Tseng has taught as adjunct faculty at New York University in the Playwrights Horizons Program (1996) and the Atlantic Theater Program (2002–2004); she was also an adjunct professor at Rutgers University (1980–1983). She founded and directed the Caumsett Summer Dance Residency program at Queens College from 1984 to 1987. She regularly taught residency workshops in Tallinn, Estonia at Pollitalu Arts Centre, and in Bordeaux, France.
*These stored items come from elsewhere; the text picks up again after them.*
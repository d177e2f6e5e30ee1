//! Triage engine: feasibility and priority scoring.
//!
//! Converts "how much time is left before a task is due" and "how much
//! time the task still needs" into a feasibility flag and a priority
//! score, per task at one instant, and aggregates that across the whole
//! registry while pruning tasks that can no longer make their deadline.
//!
//! # Scoring
//!
//! ```text
//! hours_available = ((due_date - current_date).days + 1) * day_length - current_hour
//! feasible        = hours_needed > 0 AND hours_needed <= hours_available
//! priority        = hours_needed / hours_available    (when feasible, else 0)
//! ```
//!
//! Priority is a slack-consumption ratio: a task needing exactly the
//! remaining capacity scores 1.0 (most urgent); abundant slack scores
//! near 0. This is the reciprocal view of the classic Critical Ratio
//! dispatching rule, with higher = more urgent.
//!
//! # Feasibility boundary
//!
//! The boundary is inclusive: a task needing exactly its remaining
//! capacity is feasible (priority 1.0). A strict `<` policy would drop
//! such tasks; this crate applies `<=` everywhere.
//!
//! # Reference
//! Pinedo (2016), "Scheduling: Theory, Algorithms, and Systems", Ch. 4

use chrono::NaiveDate;
use serde::{Deserialize, Serialize};
use tracing::trace;

use crate::models::{Task, TaskRegistry};

/// The evaluation context for one triage pass.
///
/// A point in simulated time: a calendar day, the working-hour capacity
/// of a day, and how many of today's hours are already spent.
#[derive(Debug, Clone, Copy, PartialEq, Serialize, Deserialize)]
pub struct TriageInstant {
    /// The simulated calendar day being scheduled.
    pub current_date: NaiveDate,
    /// Working-hour capacity per calendar day.
    pub day_length: f64,
    /// Hours already consumed today.
    pub current_hour: f64,
}

impl TriageInstant {
    /// Creates an instant at the start of a day.
    pub fn at_day_start(current_date: NaiveDate, day_length: f64) -> Self {
        Self {
            current_date,
            day_length,
            current_hour: 0.0,
        }
    }

    /// Sets the hours already consumed today.
    pub fn with_current_hour(mut self, current_hour: f64) -> Self {
        self.current_hour = current_hour;
        self
    }

    /// Capacity remaining before an inclusive deadline, from this instant.
    ///
    /// Counts whole days from `current_date` through `due_date` at
    /// `day_length` hours each, minus the hours already spent today.
    /// Negative or zero once the deadline has passed.
    pub fn hours_until(&self, due_date: NaiveDate) -> f64 {
        let days = (due_date - self.current_date).num_days() + 1;
        days as f64 * self.day_length - self.current_hour
    }
}

/// Per-task triage outcome at one instant.
///
/// Ephemeral and derived — recomputed from scratch at every slot, never
/// persisted, and holds no reference to the task it describes.
#[derive(Debug, Clone, PartialEq, Serialize, Deserialize)]
pub struct TriageReport {
    /// Name of the assessed task.
    pub name: String,
    /// Work-hours the task still requires.
    pub hours_needed: f64,
    /// Capacity remaining before the task's deadline.
    pub hours_available: f64,
    /// Whether the task can still be completed in time.
    pub feasible: bool,
    /// Slack-consumption ratio; 0 when infeasible.
    pub priority: f64,
}

/// Aggregate triage over the whole registry at one instant.
///
/// Holds the feasible reports only, plus diagnostic totals. Owned by one
/// scheduler iteration and snapshotted into the [`Event`] it produces.
///
/// [`Event`]: crate::models::Event
#[derive(Debug, Clone, Default, PartialEq, Serialize, Deserialize)]
pub struct TriageSummary {
    /// Reports for tasks that remain feasible, in registry order.
    pub reports: Vec<TriageReport>,
    /// Sum of `hours_needed` over the feasible set. Diagnostic only.
    pub total_hours_needed: f64,
    /// Sum of `hours_available` over the feasible set. Diagnostic only.
    pub total_hours_available: f64,
}

impl TriageSummary {
    /// The most urgent feasible report.
    ///
    /// Maximum priority; ties go to the first encounter in registry
    /// order, so selection is deterministic for a fixed registry.
    /// `None` when no task is feasible — the normal termination signal
    /// for a day's loop, not a fault.
    pub fn top_priority(&self) -> Option<&TriageReport> {
        let mut best: Option<&TriageReport> = None;
        for report in &self.reports {
            match best {
                Some(b) if report.priority <= b.priority => {}
                _ => best = Some(report),
            }
        }
        best
    }

    /// Whether any task remains feasible.
    pub fn has_feasible(&self) -> bool {
        !self.reports.is_empty()
    }
}

/// Assesses one task at one instant.
pub fn assess(task: &Task, instant: &TriageInstant) -> TriageReport {
    let hours_available = instant.hours_until(task.due_date);
    let hours_needed = task.hours_remaining;
    let feasible = hours_needed > 0.0 && hours_needed <= hours_available;
    let priority = if feasible {
        hours_needed / hours_available
    } else {
        0.0
    };
    TriageReport {
        name: task.name.clone(),
        hours_needed,
        hours_available,
        feasible,
        priority,
    }
}

/// Runs aggregate triage over the registry, pruning infeasible tasks.
///
/// Two-pass: all reports are computed over the current task list first,
/// then the registry is rebuilt from the feasible subset — no task is
/// removed while the list is being scanned. Pruning is permanent and
/// silent: capacity only shrinks as simulated time advances and
/// remaining hours never grow, so an infeasible task can never recover.
pub fn triage_registry(registry: &mut TaskRegistry, instant: &TriageInstant) -> TriageSummary {
    let reports: Vec<TriageReport> = registry.iter().map(|t| assess(t, instant)).collect();

    let (feasible, pruned): (Vec<_>, Vec<_>) = reports.into_iter().partition(|r| r.feasible);

    if !pruned.is_empty() {
        for report in &pruned {
            trace!(
                task = %report.name,
                hours_needed = report.hours_needed,
                hours_available = report.hours_available,
                "pruning infeasible task"
            );
        }
        let keep: Vec<String> = feasible.iter().map(|r| r.name.clone()).collect();
        registry.retain_named(&keep);
    }

    let total_hours_needed = feasible.iter().map(|r| r.hours_needed).sum();
    let total_hours_available = feasible.iter().map(|r| r.hours_available).sum();

    TriageSummary {
        reports: feasible,
        total_hours_needed,
        total_hours_available,
    }
}
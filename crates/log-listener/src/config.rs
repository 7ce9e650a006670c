//! Listener configuration.
//!
//! Configuration is plain serde data so it can be embedded in a larger YAML
//! harness configuration or loaded on its own. Every field has a default, so
//! an empty document is a valid configuration.

use crate::error::{Error, Result};
use serde::{Deserialize, Serialize};
use std::path::Path;
use std::time::Duration;

/// Placeholder substituted with a transaction hash in transaction templates
pub const HASH_PLACEHOLDER: &str = "{hash}";

/// Tuning knobs for a [`Listener`](crate::Listener)
#[derive(Debug, Clone, Serialize, Deserialize, PartialEq)]
#[serde(default)]
pub struct ListenerConfig {
    /// How long the tailer sleeps at end-of-file before polling again
    pub poll_interval_ms: u64,
    /// Delay between detecting a rotation and re-resolving the log file
    pub rotation_grace_ms: u64,
    /// Reopen attempts per detected rotation before the stream is failed
    pub rotation_attempts: u32,
    /// Log patterns used by the prepackaged node events
    pub patterns: EventPatterns,
}

impl Default for ListenerConfig {
    fn default() -> Self {
        Self {
            poll_interval_ms: 50,
            rotation_grace_ms: 250,
            rotation_attempts: 1,
            patterns: EventPatterns::default(),
        }
    }
}

impl ListenerConfig {
    /// Parse a configuration from YAML and validate it
    pub fn from_yaml_str(yaml: &str) -> Result<Self> {
        let config: Self = serde_yaml::from_str(yaml)?;
        config.validate()?;
        Ok(config)
    }

    /// Load a configuration from a YAML file and validate it
    pub fn from_file(path: impl AsRef<Path>) -> Result<Self> {
        let contents = std::fs::read_to_string(path)?;
        Self::from_yaml_str(&contents)
    }

    /// Check that the configuration can drive a tailer
    pub fn validate(&self) -> Result<()> {
        if self.poll_interval_ms == 0 {
            return Err(Error::invalid_config("poll_interval_ms must be greater than 0"));
        }
        if self.rotation_attempts == 0 {
            return Err(Error::invalid_config("rotation_attempts must be at least 1"));
        }
        self.patterns.validate()
    }

    /// Poll interval as a duration
    pub fn poll_interval(&self) -> Duration {
        Duration::from_millis(self.poll_interval_ms)
    }

    /// Rotation grace period as a duration
    pub fn rotation_grace(&self) -> Duration {
        Duration::from_millis(self.rotation_grace_ms)
    }
}

/// Substrings the node writes to its log for well-known occurrences
#[derive(Debug, Clone, Serialize, Deserialize, PartialEq, Eq)]
#[serde(default)]
pub struct EventPatterns {
    /// Written periodically while the node is healthy
    pub heartbeat: String,
    /// Written when the node's miners begin sealing blocks
    pub miners_started: String,
    /// Template for a transaction included in a block; contains `{hash}`
    pub transaction_sealed: String,
    /// Template for a transaction the node refused; contains `{hash}`
    pub transaction_rejected: String,
}

impl Default for EventPatterns {
    fn default() -> Self {
        Self {
            heartbeat: "p2p-status".to_string(),
            miners_started: "sealing new block".to_string(),
            transaction_sealed: "Transaction: {hash} was sealed into block".to_string(),
            transaction_rejected: "Transaction: {hash} was rejected".to_string(),
        }
    }
}

impl EventPatterns {
    fn validate(&self) -> Result<()> {
        for (name, pattern) in [
            ("heartbeat", &self.heartbeat),
            ("miners_started", &self.miners_started),
        ] {
            if pattern.is_empty() {
                return Err(Error::invalid_config(format!("pattern '{}' is empty", name)));
            }
        }
        for (name, template) in [
            ("transaction_sealed", &self.transaction_sealed),
            ("transaction_rejected", &self.transaction_rejected),
        ] {
            if !template.contains(HASH_PLACEHOLDER) {
                return Err(Error::invalid_config(format!(
                    "template '{}' must contain {}",
                    name, HASH_PLACEHOLDER
                )));
            }
        }
        Ok(())
    }

    /// Render a transaction template for the given hash
    pub fn render(template: &str, tx_hash: &str) -> String {
        template.replace(HASH_PLACEHOLDER, tx_hash)
    }
}

#[cfg(test)]
mod tests {
    use super::*;

    #[test]
    fn test_empty_document_uses_defaults() {
        let config = ListenerConfig::from_yaml_str("{}").unwrap();
        assert_eq!(config, ListenerConfig::default());
        assert_eq!(config.poll_interval(), Duration::from_millis(50));
    }

    #[test]
    fn test_partial_override() {
        let yaml = r#"
poll_interval_ms: 10
patterns:
  heartbeat: "status report"
"#;
        let config = ListenerConfig::from_yaml_str(yaml).unwrap();
        assert_eq!(config.poll_interval_ms, 10);
        assert_eq!(config.rotation_attempts, 1);
        assert_eq!(config.patterns.heartbeat, "status report");
        assert_eq!(
            config.patterns.miners_started,
            EventPatterns::default().miners_started
        );
    }

    #[test]
    fn test_zero_poll_interval_rejected() {
        let err = ListenerConfig::from_yaml_str("poll_interval_ms: 0").unwrap_err();
        assert!(matches!(err, Error::InvalidConfig { .. }));
    }

    #[test]
    fn test_template_without_placeholder_rejected() {
        let yaml = r#"
patterns:
  transaction_sealed: "sealed"
"#;
        let err = ListenerConfig::from_yaml_str(yaml).unwrap_err();
        assert!(err.to_string().contains("transaction_sealed"));
    }

    #[test]
    fn test_render_template() {
        let rendered = EventPatterns::render("Transaction: {hash} was rejected", "0xabc");
        assert_eq!(rendered, "Transaction: 0xabc was rejected");
    }

    #[test]
    fn test_config_from_file() {
        let dir = tempfile::tempdir().unwrap();
        let path = dir.path().join("listener.yaml");
        std::fs::write(&path, "rotation_grace_ms: 5\nrotation_attempts: 3\n").unwrap();

        let config = ListenerConfig::from_file(&path).unwrap();
        assert_eq!(config.rotation_grace(), Duration::from_millis(5));
        assert_eq!(config.rotation_attempts, 3);
    }
}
Tseng regularly lectures on the topics of dance, performance, archiving and estate management. She has lectured at The Platform at Paris Photo, The Institute for Artists' Estates, and OPEN Singapore.

==Honors and awards==

- Bessie Award for Choreography/Creation (with Ping Chong) for Ambiguous Ambassador / SlutForArt, 1999.
- Citation for Best Choreography from The Philadelphia Inquirer for The Silver River, 2000-01 theater season.
- Fund for American Artists at International Festivals and Exhibitions, Arts International, 2001, 1998, 1995, 1990.
- International Touring Grant from Mid-Atlantic Arts Foundation, 2011.
- "Meet the Composer", Choreographer/Composer Project, 1996, 1992, 1991.
- Choreographic Fellowship, New York Foundation for the Arts, 1991, 1987.
- Choreographic Fellowship, National Endowment for the Arts, 1988, 1987.
- Commissions from New York State Council on the Arts, 1980–1985.
- Choreographer/Visual Artist Collaboration, New York State Council on the Arts, 1985.
- Citation for Outstanding Performances for Children and Youths from the Kennedy Center, 1984.
- Citation for Artistic Excellence from the Smithsonian Institution, 1984.
- Citation for Outstanding Achievement in the Arts by Asian-Americans from the City President of New York, 1993.

== Notable works ==
- IT'S ALL TRUE: GRANDFATHER – Director, author, choreographer and performer; in development at Baryshnikov Arts Center Residency March 27 – April 21, 2017
- After Fukushima – performed with Perry Yung, a 24-hour event to remember the tragedy, curated by Eiko, Danspace Project, March 2016.
- High Rise / Medusa – Director and choreographer; a site-specific dance commission for New York City Parks Summer Events, on large scale sculpture by Charles Ginnever, Hudson River Park, June 2014
- Stella: – Danspace Project NY premiere 2011 (dramaturgy by Ong Keng Sen), residency TheatreWorks 72-13, Singapore 2010.
- Water Water, Water Mysteries, Water Trilogy – La MaMa NY, 2008, 2009; Jacobs Pillow MA, 2008; Joyce Theater NY premiere, 1988; toured UK, Switzerland, Sweden and Greece.
- Ambiguous Ambassador a.k.a. SlutForArt and 98.6: A Convergence in 15 Minutes – 92nd Street NY premiere, 1999; National Dance Project US tours, 1999–2002.
- The Silver River – Lincoln Center Festival, NY, 2002; Spoleto Festival USA, 2000; Philadelphia and Singapore tours.
- After Sorrow – Ping Chong and Company: La MaMa NY premiere, 1997; US, Korea and Hong Kong tours, 1997–98.
- The Idea of East – Performance Space 122 NY premiere, 1996; toured UK, 1998.
- The Pink – Hong Kong and La MaMa NY premieres 1994; US and Estonian tours, 1994–1997
- MTPNC – Danspace NY premiere, 1992; German tour.
- Post-Revolutionary Girl – Dia NY premiere, 1989; toured Hong Kong, UK and Sweden.